Directivos van y vienen, jugadores van y vienen, comentaristas, analistas y aficionados vamos y venimos, pero la única constante en el futbol mexicano es la toma de decisiones y sobre todo, quien tomas dichas decisiones.
No se quebraron la cabeza, se inventaron un proceso de entrevistas para terminar con el plan original y único que tenían, que el Grupo Orlegi con la aprobación del santo patrono Azcárraga se convirtiera en el mandamás del futbol azteca.
n el desierto futbolístico mexicano, encontraron su última “Cocca” para dirigir a la selección mayor y así dar cuentas a los verdaderos dueños del balón, para que guardar las formas, para que ocultar más lo que ya sabido o al menos pensado, para que poner a un técnico afín a otros dueños antagónicos o para que arriesgarse con técnicos que se salgan del molde.
Diego “el traidor” Cocca ahora se ganó la enemistad felina, descuidó las formas y en unas semanas pasó de la esperanza de orden y campeonatos a ser el enemigo público número 1 de San Nicolás.
De Almada, Bielsa, Tuca, Ambriz y otros en un día se arregló todo con el Diego de Orlegi y ahora será el técnico nacional.
Muchos clamaban por un técnico nacional, otros por revoluciones del extranjero que sacudieran nuestra organización para al final quedarse con un técnico de casa, de casa de los que mandan.

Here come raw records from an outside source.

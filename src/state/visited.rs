use std::collections::HashSet;

/// Set of absolute URLs already scheduled during one crawl run
///
/// The set only grows. [`VisitedSet::insert`] is the single check-then-insert
/// step, so a URL can be claimed for fetching at most once.
#[derive(Debug, Clone, Default)]
pub struct VisitedSet {
    urls: HashSet<String>,
}

impl VisitedSet {
    pub fn new() -> Self {
        Self::default()
    }

    /// Marks a URL as visited
    ///
    /// # Returns
    ///
    /// * `true` - The URL was new and is now claimed
    /// * `false` - The URL had already been visited
    pub fn insert(&mut self, url: &str) -> bool {
        if self.urls.contains(url) {
            return false;
        }
        self.urls.insert(url.to_string())
    }

    pub fn contains(&self, url: &str) -> bool {
        self.urls.contains(url)
    }

    pub fn len(&self) -> usize {
        self.urls.len()
    }

    pub fn is_empty(&self) -> bool {
        self.urls.is_empty()
    }
}
//! HTTP fetcher implementation
//!
//! This module handles all HTTP requests for the crawler, including:
//! - Building the HTTP client with the job's user agent
//! - Applying the host politeness policy to every request
//! - Classifying transport and status failures

use crate::crawler::throttle::Throttle;
use crate::job::AgentIdentity;
use crate::FetchError;
use reqwest::Client;
use std::future::Future;
use std::time::Duration;
use url::Url;

/// Source of page bodies for the crawler
///
/// The engine only needs "give me the HTML at this URL"; tests substitute
/// canned pages for the network.
pub trait PageFetcher {
    /// Fetches the body of `url`
    fn fetch(&self, url: &Url) -> impl Future<Output = Result<String, FetchError>> + Send;
}

/// Builds an HTTP client presenting the given identity
///
/// # Arguments
///
/// * `agent` - The user agent to send
/// * `timeout` - Per-request timeout
///
/// # Returns
///
/// * `Ok(Client)` - Successfully built HTTP client
/// * `Err(reqwest::Error)` - Failed to build client
pub fn build_http_client(
    agent: &AgentIdentity,
    timeout: Duration,
) -> Result<Client, reqwest::Error> {
    Client::builder()
        .user_agent(agent.as_str())
        .timeout(timeout)
        .connect_timeout(Duration::from_secs(10))
        .gzip(true)
        .brotli(true)
        .build()
}

/// Fetches pages over HTTP, one at a time, with randomized spacing
pub struct HttpFetcher {
    client: Client,
    throttle: Throttle,
}

impl HttpFetcher {
    pub fn new(agent: &AgentIdentity, timeout: Duration) -> Result<Self, reqwest::Error> {
        Ok(Self {
            client: build_http_client(agent, timeout)?,
            throttle: Throttle::new(),
        })
    }
}

impl PageFetcher for HttpFetcher {
    async fn fetch(&self, url: &Url) -> Result<String, FetchError> {
        let _slot = self.throttle.acquire().await;

        let response = self
            .client
            .get(url.clone())
            .send()
            .await
            .map_err(|source| FetchError::Http {
                url: url.to_string(),
                source,
            })?;

        let status = response.status();
        if !status.is_success() {
            return Err(FetchError::Status {
                url: url.to_string(),
                status: status.as_u16(),
            });
        }

        response.text().await.map_err(|source| FetchError::Http {
            url: url.to_string(),
            source,
        })
    }
}
//! Hypertables - logical partitioned tables and their process-local state

mod manager;

pub use manager::HypertableManager;

use crate::chunk::Chunk;
use crate::dimension::{Hyperspace, Point};
use crate::subspace::{CacheStats, SubspaceStore};
use crate::{HypertableId, HypertableType, NodeId, Result, Row, Tablespace};
use parking_lot::{Mutex, RwLock};
use serde::{Deserialize, Serialize};
use std::sync::Arc;
use tracing::debug;

/// Durable hypertable metadata
#[derive(Debug, Clone, PartialEq, Serialize, Deserialize)]
pub struct HypertableRecord {
    pub id: HypertableId,
    pub schema_name: String,
    pub table_name: String,
    /// Schema holding the chunk relations
    pub associated_schema_name: String,
    /// Prefix of chunk relation names
    pub associated_table_prefix: String,
    pub space: Hyperspace,
    /// Name of an adaptive chunk sizing function, if configured
    pub chunk_sizing_func: Option<String>,
    /// Target chunk size in bytes for adaptive chunking
    pub chunk_target_size: i64,
    /// -1 for a distributed member, 0 for regular, >0 for distributed
    pub replication_factor: i16,
    /// Restricts placement to these nodes; `None` allows every node
    pub data_nodes: Option<Vec<NodeId>>,
    /// Attached tablespaces in attachment order
    pub tablespaces: Vec<Tablespace>,
    /// Next round-robin position in `tablespaces`
    pub tablespace_offset: u64,
    /// Advanced by the catalog whenever a chunk is dropped or the hyperspace
    /// changes; cached chunk boundaries from an older epoch are stale
    #[serde(default)]
    pub invalidation_epoch: u64,
}

impl HypertableRecord {
    pub fn hypertable_type(&self) -> HypertableType {
        HypertableType::from_replication_factor(self.replication_factor)
    }

    pub fn is_distributed(&self) -> bool {
        self.replication_factor > 0
    }

    pub fn is_distributed_member(&self) -> bool {
        self.replication_factor == -1
    }

    pub fn adaptive_chunking_enabled(&self) -> bool {
        self.chunk_sizing_func.is_some() && self.chunk_target_size > 0
    }

    pub fn qualified_name(&self) -> String {
        format!("{}.{}", self.schema_name, self.table_name)
    }

    pub fn has_tablespace(&self, tablespace: &Tablespace) -> bool {
        self.tablespaces.contains(tablespace)
    }
}

/// A hypertable that has not been assigned an id yet
#[derive(Debug, Clone, PartialEq)]
pub struct NewHypertable {
    pub schema_name: String,
    pub table_name: String,
    pub associated_schema_name: String,
    pub space: Hyperspace,
    pub chunk_sizing_func: Option<String>,
    pub chunk_target_size: i64,
    pub replication_factor: i16,
    pub data_nodes: Option<Vec<NodeId>>,
}

impl NewHypertable {
    pub fn into_record(self, id: HypertableId) -> HypertableRecord {
        HypertableRecord {
            id,
            schema_name: self.schema_name,
            table_name: self.table_name,
            associated_schema_name: self.associated_schema_name,
            associated_table_prefix: format!("_hyper_{}", id),
            space: self.space,
            chunk_sizing_func: self.chunk_sizing_func,
            chunk_target_size: self.chunk_target_size,
            replication_factor: self.replication_factor,
            data_nodes: self.data_nodes,
            tablespaces: Vec::new(),
            tablespace_offset: 0,
            invalidation_epoch: 0,
        }
    }
}

/// A hypertable as seen by one process: a metadata snapshot plus the
/// boundary cache it owns.
pub struct Hypertable {
    id: HypertableId,
    record: RwLock<HypertableRecord>,
    cache: Mutex<SubspaceStore>,
}

impl Hypertable {
    pub fn new(record: HypertableRecord, cache_capacity: usize) -> Self {
        let cache = SubspaceStore::new(&record.space, cache_capacity);
        Self {
            id: record.id,
            record: RwLock::new(record),
            cache: Mutex::new(cache),
        }
    }

    pub fn id(&self) -> HypertableId {
        self.id
    }

    /// Snapshot of the metadata this process last loaded
    pub fn record(&self) -> HypertableRecord {
        self.record.read().clone()
    }

    pub fn num_dimensions(&self) -> usize {
        self.record.read().space.num_dimensions()
    }

    pub fn compute_point(&self, row: &Row) -> Result<Point> {
        self.record.read().space.compute_point(row)
    }

    /// Invalidation epoch of the metadata this process last loaded
    pub fn invalidation_epoch(&self) -> u64 {
        self.record.read().invalidation_epoch
    }

    /// Adopt freshly loaded metadata.
    ///
    /// Returns true when the hyperspace changed, in which case the boundary
    /// cache has been reset. A newer invalidation epoch alone clears the
    /// cache as well.
    pub fn refresh(&self, record: HypertableRecord) -> bool {
        let mut current = self.record.write();
        let changed = current.space != record.space;
        if changed {
            debug!("Hyperspace of hypertable {} changed, resetting chunk cache", self.id);
            self.cache.lock().reset(&record.space);
        } else if current.invalidation_epoch != record.invalidation_epoch {
            debug!(
                "Chunks of hypertable {} changed (epoch {} -> {}), clearing chunk cache",
                self.id, current.invalidation_epoch, record.invalidation_epoch
            );
            self.cache.lock().invalidate_all();
        }
        *current = record;
        changed
    }

    pub fn cache_lookup(&self, point: &Point) -> Option<Arc<Chunk>> {
        self.cache.lock().lookup(point)
    }

    pub fn cache_insert(&self, chunk: Arc<Chunk>) -> bool {
        self.cache.lock().insert(chunk)
    }

    pub fn invalidate_cache(&self) {
        self.cache.lock().invalidate_all();
    }

    pub fn cache_stats(&self) -> CacheStats {
        self.cache.lock().stats()
    }
}

/// Hypertable manager configuration
#[derive(Debug, Clone)]
pub struct EngineConfig {
    /// Boundary cache entries per hypertable
    pub cache_capacity: usize,
    /// Schema that new chunk relations are created in
    pub associated_schema_name: String,
    /// Schema assumed for unqualified table names
    pub default_schema: String,
    /// Time interval used by `time_dimension`
    pub default_chunk_time_interval: i64,
}

impl Default for EngineConfig {
    fn default() -> Self {
        Self {
            cache_capacity: crate::config::DEFAULT_CACHE_CAPACITY,
            associated_schema_name: crate::config::DEFAULT_ASSOCIATED_SCHEMA.to_string(),
            default_schema: crate::config::DEFAULT_SCHEMA.to_string(),
            default_chunk_time_interval: crate::config::DEFAULT_CHUNK_TIME_INTERVAL,
        }
    }
}

/// Number of hypertables by type
#[derive(Debug, Clone, Copy, Default, PartialEq, Eq, Serialize)]
pub struct HypertablesStat {
    pub num_hypertables_regular: usize,
    pub num_hypertables_distributed_members: usize,
    pub num_hypertables_distributed: usize,
    /// Distributed hypertables with a replication factor above one
    pub num_hypertables_distributed_and_replicated: usize,
    pub num_hypertables_total: usize,
}

impl HypertablesStat {
    pub fn count(&mut self, record: &HypertableRecord) {
        match record.hypertable_type() {
            HypertableType::Regular => self.num_hypertables_regular += 1,
            HypertableType::DistributedMember => self.num_hypertables_distributed_members += 1,
            HypertableType::Distributed => {
                self.num_hypertables_distributed += 1;
                if record.replication_factor > 1 {
                    self.num_hypertables_distributed_and_replicated += 1;
                }
            }
        }
        self.num_hypertables_total += 1;
    }
}
//! HyperChunk Core - Chunk Partitioning Engine for Hypertables
//!
//! A hypertable is a logical table whose rows are spread over many physical
//! chunks. Each chunk covers a hypercube in the hypertable's hyperspace:
//! one time dimension sliced into fixed intervals plus optional hashed
//! space dimensions.
//!
//! # Architecture
//!
//! - **Dimensions**: turn row values into points and points into slices
//! - **Subspace store**: per-hypertable boundary cache for fast routing
//! - **Chunk router**: finds the chunk for a point, creating it under the
//!   hypertable lock when missing
//! - **Placement / tablespaces**: choose data nodes and tablespaces for new chunks
//! - **Catalog**: durable metadata, journaled and replayed on open

pub mod catalog;
pub mod chunk;
pub mod dimension;
pub mod hypercube;
pub mod hypertable;
pub mod placement;
pub mod subspace;
pub mod tablespace;

mod error;
mod types;

pub use error::{HyperError, Result};
pub use types::*;

/// HyperChunk version
pub const VERSION: &str = env!("CARGO_PKG_VERSION");

/// Default configuration values
pub mod config {
    /// How long chunk creation waits for the hypertable lock (5s)
    pub const LOCK_TIMEOUT_MS: u64 = 5_000;

    /// Boundary cache entries per hypertable
    pub const DEFAULT_CACHE_CAPACITY: usize = 1_024;

    /// Default chunk time interval (7 days in microseconds)
    pub const DEFAULT_CHUNK_TIME_INTERVAL: i64 = 604_800_000_000;

    /// Schema holding chunk relations
    pub const DEFAULT_ASSOCIATED_SCHEMA: &str = "_hyper_internal";

    /// Schema for unqualified table names
    pub const DEFAULT_SCHEMA: &str = "public";
}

No se puede saber qué pasará, no deseo augurar un fracaso, es probable se sacudan las alineaciones de las nuevas convocatorias o tal vez cambien los jugadores favoritos por otros con representantes afines, lo que si se puede decir es que un proceso básico como el escoger un seleccionador, se manchó por las formas, se descuidaron los procesos y caemos en más de lo mismo.
El palmarés del nuevo técnico es simple, nada extraordinario excepto el Atlas, equipo que con una buena dosis de “suerte arbitral” logró lo que pocos para después volver a caer en la mediocridad acostumbrada.
Si la decisión es buena o mala está por verse, lo que si podemos establecer es que cambios de fondo no habrá en el futbol mexicano, la selección seguirá ligada a la liga, los directivos seguirán siendo los mismos sin méritos y los resultados no se puede esperar sean distintos, solamente volver a ganarle a EUA que es lo que parece nos mueve como afición, ya que si realmente quisiéramos competir seguiríamos viendo hacia el sur y no hacia el norte.
Como regiomontano solo me queda decir que vuelvo a ver pasar la oportunidad de protagonismo del futbol regio en las decisiones trascendentales del organismo rector nacional.
Nuestra meta parece es y será nuestra burbuja mientras que los destinos del balón se seguirán negociando a kilómetros de distancia.
Probaremos la última “Cocca” de este desierto, en marzo tomaremos un sorbo con 2 partidos y después beberemos más de lo mismo para lo cual sabemos nunca estaremos satisfechos; el “champagne” esperado se quedó en un refresco, es lo que merecemos al parecer.
Tiempo al tiempo, solo espero no se nos haga tarde para la cita del 2026… ¡Saludos desde el sillón!